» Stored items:
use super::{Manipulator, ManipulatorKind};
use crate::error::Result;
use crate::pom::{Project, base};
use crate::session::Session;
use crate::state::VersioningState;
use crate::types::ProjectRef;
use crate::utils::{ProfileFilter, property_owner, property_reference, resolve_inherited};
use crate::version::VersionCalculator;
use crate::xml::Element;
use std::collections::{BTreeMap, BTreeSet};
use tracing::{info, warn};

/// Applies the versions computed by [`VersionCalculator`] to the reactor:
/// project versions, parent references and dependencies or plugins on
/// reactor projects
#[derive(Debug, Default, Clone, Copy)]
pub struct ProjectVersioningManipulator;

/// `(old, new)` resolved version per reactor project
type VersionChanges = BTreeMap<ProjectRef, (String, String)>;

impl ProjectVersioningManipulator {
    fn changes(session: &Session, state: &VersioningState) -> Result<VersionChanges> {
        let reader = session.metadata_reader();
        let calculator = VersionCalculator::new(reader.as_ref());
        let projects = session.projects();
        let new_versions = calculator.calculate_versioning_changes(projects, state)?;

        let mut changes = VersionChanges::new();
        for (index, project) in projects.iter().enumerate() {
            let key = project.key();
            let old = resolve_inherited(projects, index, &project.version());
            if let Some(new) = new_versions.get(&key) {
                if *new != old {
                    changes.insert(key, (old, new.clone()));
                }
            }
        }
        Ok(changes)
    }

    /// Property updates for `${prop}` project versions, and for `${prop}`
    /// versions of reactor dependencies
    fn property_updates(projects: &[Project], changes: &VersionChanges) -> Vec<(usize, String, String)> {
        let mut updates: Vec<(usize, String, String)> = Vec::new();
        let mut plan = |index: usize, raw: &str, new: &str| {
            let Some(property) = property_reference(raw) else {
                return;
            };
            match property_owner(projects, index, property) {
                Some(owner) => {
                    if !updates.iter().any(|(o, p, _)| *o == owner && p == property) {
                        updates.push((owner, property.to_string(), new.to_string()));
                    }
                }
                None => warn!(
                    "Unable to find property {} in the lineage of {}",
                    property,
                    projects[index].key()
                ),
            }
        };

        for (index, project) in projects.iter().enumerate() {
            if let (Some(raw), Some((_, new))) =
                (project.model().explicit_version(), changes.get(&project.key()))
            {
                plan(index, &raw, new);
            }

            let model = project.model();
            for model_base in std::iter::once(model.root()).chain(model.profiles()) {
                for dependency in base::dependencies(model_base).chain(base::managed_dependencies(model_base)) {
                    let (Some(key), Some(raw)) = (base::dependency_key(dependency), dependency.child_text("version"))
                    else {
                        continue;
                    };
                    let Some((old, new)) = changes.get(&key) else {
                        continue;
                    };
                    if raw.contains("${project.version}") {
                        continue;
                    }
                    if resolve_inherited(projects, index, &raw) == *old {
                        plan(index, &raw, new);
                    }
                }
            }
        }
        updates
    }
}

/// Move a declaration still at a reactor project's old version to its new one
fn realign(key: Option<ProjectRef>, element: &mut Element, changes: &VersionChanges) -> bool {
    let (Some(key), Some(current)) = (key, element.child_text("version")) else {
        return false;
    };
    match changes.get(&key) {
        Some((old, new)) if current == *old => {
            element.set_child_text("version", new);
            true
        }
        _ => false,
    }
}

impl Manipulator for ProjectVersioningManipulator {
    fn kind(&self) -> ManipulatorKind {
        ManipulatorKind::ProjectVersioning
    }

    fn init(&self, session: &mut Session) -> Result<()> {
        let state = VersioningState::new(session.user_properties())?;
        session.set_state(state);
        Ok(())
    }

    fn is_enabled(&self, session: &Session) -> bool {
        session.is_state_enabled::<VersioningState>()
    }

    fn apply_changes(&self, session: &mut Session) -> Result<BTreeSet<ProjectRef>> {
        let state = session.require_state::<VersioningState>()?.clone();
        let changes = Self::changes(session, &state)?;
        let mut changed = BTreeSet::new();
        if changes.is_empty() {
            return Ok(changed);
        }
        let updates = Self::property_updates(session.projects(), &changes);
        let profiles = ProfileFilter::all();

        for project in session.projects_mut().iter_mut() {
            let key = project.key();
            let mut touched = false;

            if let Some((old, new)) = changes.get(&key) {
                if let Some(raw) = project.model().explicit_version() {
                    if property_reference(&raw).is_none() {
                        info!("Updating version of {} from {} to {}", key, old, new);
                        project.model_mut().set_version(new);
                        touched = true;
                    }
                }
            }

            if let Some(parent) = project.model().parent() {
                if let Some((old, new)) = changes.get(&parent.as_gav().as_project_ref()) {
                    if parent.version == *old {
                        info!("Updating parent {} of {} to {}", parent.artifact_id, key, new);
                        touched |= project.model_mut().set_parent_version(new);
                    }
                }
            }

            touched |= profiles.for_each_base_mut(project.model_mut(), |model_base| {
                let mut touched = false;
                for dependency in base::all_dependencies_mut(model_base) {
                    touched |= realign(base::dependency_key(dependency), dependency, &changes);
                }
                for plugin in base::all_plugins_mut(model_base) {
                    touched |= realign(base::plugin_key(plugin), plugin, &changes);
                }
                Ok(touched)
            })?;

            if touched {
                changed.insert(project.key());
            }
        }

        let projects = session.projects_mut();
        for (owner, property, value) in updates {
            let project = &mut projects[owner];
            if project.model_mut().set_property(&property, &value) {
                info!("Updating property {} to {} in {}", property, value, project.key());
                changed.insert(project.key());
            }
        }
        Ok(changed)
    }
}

» ASSIGNMENT:
Copy all records verbatim.

» REPLY:
use super::{Manipulator, ManipulatorKind};
use crate::error::Result;
use crate::pom::{Project, base};
use crate::session::Session;
use crate::state::VersioningState;
use crate::types::ProjectRef;
use crate::utils::{ProfileFilter, property_owner, property_reference, resolve_inherited};
use crate::version::VersionCalculator;
use crate::xml::Element;
use std::collections::{BTreeMap, BTreeSet};
use tracing::{info, warn};

/// Applies the versions computed by [`VersionCalculator`] to the reactor:
/// project versions, parent references and dependencies or plugins on
/// reactor projects
#[derive(Debug, Default, Clone, Copy)]
pub struct ProjectVersioningManipulator;

/// `(old, new)` resolved version per reactor project
type VersionChanges = BTreeMap<ProjectRef, (String, String)>;

impl ProjectVersioningManipulator {
    fn changes(session: &Session, state: &VersioningState) -> Result<VersionChanges> {
        let reader = session.metadata_reader();
        let calculator = VersionCalculator::new(reader.as_ref());
        let projects = session.projects();
        let new_versions = calculator.calculate_versioning_changes(projects, state)?;

        let mut changes = VersionChanges::new();
        for (index, project) in projects.iter().enumerate() {
            let key = project.key();
            let old = resolve_inherited(projects, index, &project.version());
            if let Some(new) = new_versions.get(&key) {
                if *new != old {
                    changes.insert(key, (old, new.clone()));
                }
            }
        }
        Ok(changes)
    }

    /// Property updates for `${prop}` project versions, and for `${prop}`
    /// versions of reactor dependencies
    fn property_updates(projects: &[Project], changes: &VersionChanges) -> Vec<(usize, String, String)> {
        let mut updates: Vec<(usize, String, String)> = Vec::new();
        let mut plan = |index: usize, raw: &str, new: &str| {
            let Some(property) = property_reference(raw) else {
                return;
            };
            match property_owner(projects, index, property) {
                Some(owner) => {
                    if !updates.iter().any(|(o, p, _)| *o == owner && p == property) {
                        updates.push((owner, property.to_string(), new.to_string()));
                    }
                }
                None => warn!(
                    "Unable to find property {} in the lineage of {}",
                    property,
                    projects[index].key()
                ),
            }
        };

        for (index, project) in projects.iter().enumerate() {
            if let (Some(raw), Some((_, new))) =
                (project.model().explicit_version(), changes.get(&project.key()))
            {
                plan(index, &raw, new);
            }

            let model = project.model();
            for model_base in std::iter::once(model.root()).chain(model.profiles()) {
                for dependency in base::dependencies(model_base).chain(base::managed_dependencies(model_base)) {
                    let (Some(key), Some(raw)) = (base::dependency_key(dependency), dependency.child_text("version"))
                    else {
                        continue;
                    };
                    let Some((old, new)) = changes.get(&key) else {
                        continue;
                    };
                    if raw.contains("${project.version}") {
                        continue;
                    }
                    if resolve_inherited(projects, index, &raw) == *old {
                        plan(index, &raw, new);
                    }
                }
            }
        }
        updates
    }
}

/// Move a declaration still at a reactor project's old version to its new one
fn realign(key: Option<ProjectRef>, element: &mut Element, changes: &VersionChanges) -> bool {
    let (Some(key), Some(current)) = (key, element.child_text("version")) else {
        return false;
    };
    match changes.get(&key) {
        Some((old, new)) if current == *old => {
            element.set_child_text("version", new);
            true
        }
        _ => false,
    }
}

impl Manipulator for ProjectVersioningManipulator {
    fn kind(&self) -> ManipulatorKind {
        ManipulatorKind::ProjectVersioning
    }

    fn init(&self, session: &mut Session) -> Result<()> {
        let state = VersioningState::new(session.user_properties())?;
        session.set_state(state);
        Ok(())
    }

    fn is_enabled(&self, session: &Session) -> bool {
        session.is_state_enabled::<VersioningState>()
    }

    fn apply_changes(&self, session: &mut Session) -> Result<BTreeSet<ProjectRef>> {
        let state = session.require_state::<VersioningState>()?.clone();
        let changes = Self::changes(session, &state)?;
        let mut changed = BTreeSet::new();
        if changes.is_empty() {
            return Ok(changed);
        }
        let updates = Self::property_updates(session.projects(), &changes);
        let profiles = ProfileFilter::all();

        for project in session.projects_mut().iter_mut() {
            let key = project.key();
            let mut touched = false;

            if let Some((old, new)) = changes.get(&key) {
                if let Some(raw) = project.model().explicit_version() {
                    if property_reference(&raw).is_none() {
                        info!("Updating version of {} from {} to {}", key, old, new);
                        project.model_mut().set_version(new);
                        touched = true;
                    }
                }
            }

            if let Some(parent) = project.model().parent() {
                if let Some((old, new)) = changes.get(&parent.as_gav().as_project_ref()) {
                    if parent.version == *old {
                        info!("Updating parent {} of {} to {}", parent.artifact_id, key, new);
                        touched |= project.model_mut().set_parent_version(new);
                    }
                }
            }

            touched |= profiles.for_each_base_mut(project.model_mut(), |model_base| {
                let mut touched = false;
                for dependency in base::all_dependencies_mut(model_base) {
                    touched |= realign(base::dependency_key(dependency), dependency, &changes);
                }
                for plugin in base::all_plugins_mut(model_base) {
                    touched |= realign(base::plugin_key(plugin), plugin, &changes);
                }
                Ok(touched)
            })?;

            if touched {
                changed.insert(project.key());
            }
        }

        let projects = session.projects_mut();
        for (owner, property, value) in updates {
            let project = &mut projects[owner];
            if project.model_mut().set_property(&property, &value) {
                info!("Updating property {} to {} in {}", property, value, project.key());
                changed.insert(project.key());
            }
        }
        Ok(changed)
    }
}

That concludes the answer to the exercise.